Output range, inclusive: from the line containing "filename src/dedupe/normalize.rs" to the line containing "contains the other.". Restate those lines from the data below word for word and only those.

☆ ☆ ☆

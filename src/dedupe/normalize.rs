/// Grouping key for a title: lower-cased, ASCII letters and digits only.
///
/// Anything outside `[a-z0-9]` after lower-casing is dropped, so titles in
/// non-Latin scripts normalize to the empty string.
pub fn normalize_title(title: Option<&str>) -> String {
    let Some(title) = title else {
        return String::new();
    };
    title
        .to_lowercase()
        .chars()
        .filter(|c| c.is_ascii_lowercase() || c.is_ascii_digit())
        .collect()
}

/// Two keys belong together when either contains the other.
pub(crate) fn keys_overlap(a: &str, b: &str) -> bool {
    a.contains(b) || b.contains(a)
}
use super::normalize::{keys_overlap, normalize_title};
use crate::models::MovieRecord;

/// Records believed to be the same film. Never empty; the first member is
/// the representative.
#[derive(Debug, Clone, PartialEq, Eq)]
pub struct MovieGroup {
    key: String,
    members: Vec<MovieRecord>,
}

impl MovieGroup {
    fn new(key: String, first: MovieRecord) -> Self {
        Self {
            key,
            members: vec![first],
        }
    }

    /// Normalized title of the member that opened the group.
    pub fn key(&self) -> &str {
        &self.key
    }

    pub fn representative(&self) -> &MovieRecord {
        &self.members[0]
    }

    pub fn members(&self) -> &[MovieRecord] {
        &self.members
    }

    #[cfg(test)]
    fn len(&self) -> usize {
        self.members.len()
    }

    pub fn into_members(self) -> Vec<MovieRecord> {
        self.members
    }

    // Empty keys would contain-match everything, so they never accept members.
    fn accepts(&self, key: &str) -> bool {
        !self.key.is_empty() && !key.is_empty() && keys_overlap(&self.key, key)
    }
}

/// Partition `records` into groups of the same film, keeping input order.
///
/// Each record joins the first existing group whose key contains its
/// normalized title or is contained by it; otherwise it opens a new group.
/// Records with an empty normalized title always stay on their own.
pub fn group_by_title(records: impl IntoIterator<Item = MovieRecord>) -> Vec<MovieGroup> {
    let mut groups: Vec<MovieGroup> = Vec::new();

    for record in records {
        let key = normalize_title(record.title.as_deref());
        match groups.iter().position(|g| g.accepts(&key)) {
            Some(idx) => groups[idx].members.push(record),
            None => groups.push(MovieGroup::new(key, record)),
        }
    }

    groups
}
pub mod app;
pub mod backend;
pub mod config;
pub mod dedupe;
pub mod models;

☆ ☆ ☆

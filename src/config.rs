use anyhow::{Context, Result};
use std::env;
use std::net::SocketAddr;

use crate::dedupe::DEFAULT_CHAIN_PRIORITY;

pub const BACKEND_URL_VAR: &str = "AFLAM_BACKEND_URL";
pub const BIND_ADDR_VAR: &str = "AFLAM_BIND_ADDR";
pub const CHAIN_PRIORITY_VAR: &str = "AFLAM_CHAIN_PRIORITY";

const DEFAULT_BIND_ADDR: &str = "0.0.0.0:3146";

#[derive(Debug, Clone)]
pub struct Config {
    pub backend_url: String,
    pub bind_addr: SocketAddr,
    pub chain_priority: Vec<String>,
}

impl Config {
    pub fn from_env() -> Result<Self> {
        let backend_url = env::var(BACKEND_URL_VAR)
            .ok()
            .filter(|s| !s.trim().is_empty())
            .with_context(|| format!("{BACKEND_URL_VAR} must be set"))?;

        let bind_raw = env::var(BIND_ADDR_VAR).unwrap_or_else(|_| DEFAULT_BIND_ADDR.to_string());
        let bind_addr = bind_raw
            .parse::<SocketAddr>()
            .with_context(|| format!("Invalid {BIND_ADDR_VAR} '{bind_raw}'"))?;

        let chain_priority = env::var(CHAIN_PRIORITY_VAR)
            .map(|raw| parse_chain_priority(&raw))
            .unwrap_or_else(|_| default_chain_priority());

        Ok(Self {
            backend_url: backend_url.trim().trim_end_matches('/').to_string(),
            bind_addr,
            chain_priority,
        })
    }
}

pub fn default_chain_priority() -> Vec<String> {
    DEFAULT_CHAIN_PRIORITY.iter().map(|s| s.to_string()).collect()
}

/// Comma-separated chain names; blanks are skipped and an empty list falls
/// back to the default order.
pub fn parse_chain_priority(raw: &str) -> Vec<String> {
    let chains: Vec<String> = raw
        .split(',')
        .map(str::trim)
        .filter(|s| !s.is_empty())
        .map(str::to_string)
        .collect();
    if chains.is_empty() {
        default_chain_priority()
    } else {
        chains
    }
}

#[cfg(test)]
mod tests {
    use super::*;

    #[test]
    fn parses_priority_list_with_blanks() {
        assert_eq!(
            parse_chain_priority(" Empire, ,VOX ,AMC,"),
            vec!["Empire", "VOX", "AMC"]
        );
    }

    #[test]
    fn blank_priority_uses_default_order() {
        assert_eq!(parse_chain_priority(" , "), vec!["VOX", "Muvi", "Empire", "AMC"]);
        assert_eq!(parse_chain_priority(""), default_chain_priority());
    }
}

☆ ☆ ☆

• **Problem solution**:
filename src/dedupe/normalize.rs
/// Grouping key for a title: lower-cased, ASCII letters and digits only.
///
/// Anything outside `[a-z0-9]` after lower-casing is dropped, so titles in
/// non-Latin scripts normalize to the empty string.
pub fn normalize_title(title: Option<&str>) -> String {
    let Some(title) = title else {
        return String::new();
    };
    title
        .to_lowercase()
        .chars()
        .filter(|c| c.is_ascii_lowercase() || c.is_ascii_digit())
        .collect()
}

/// Two keys belong together when either contains the other.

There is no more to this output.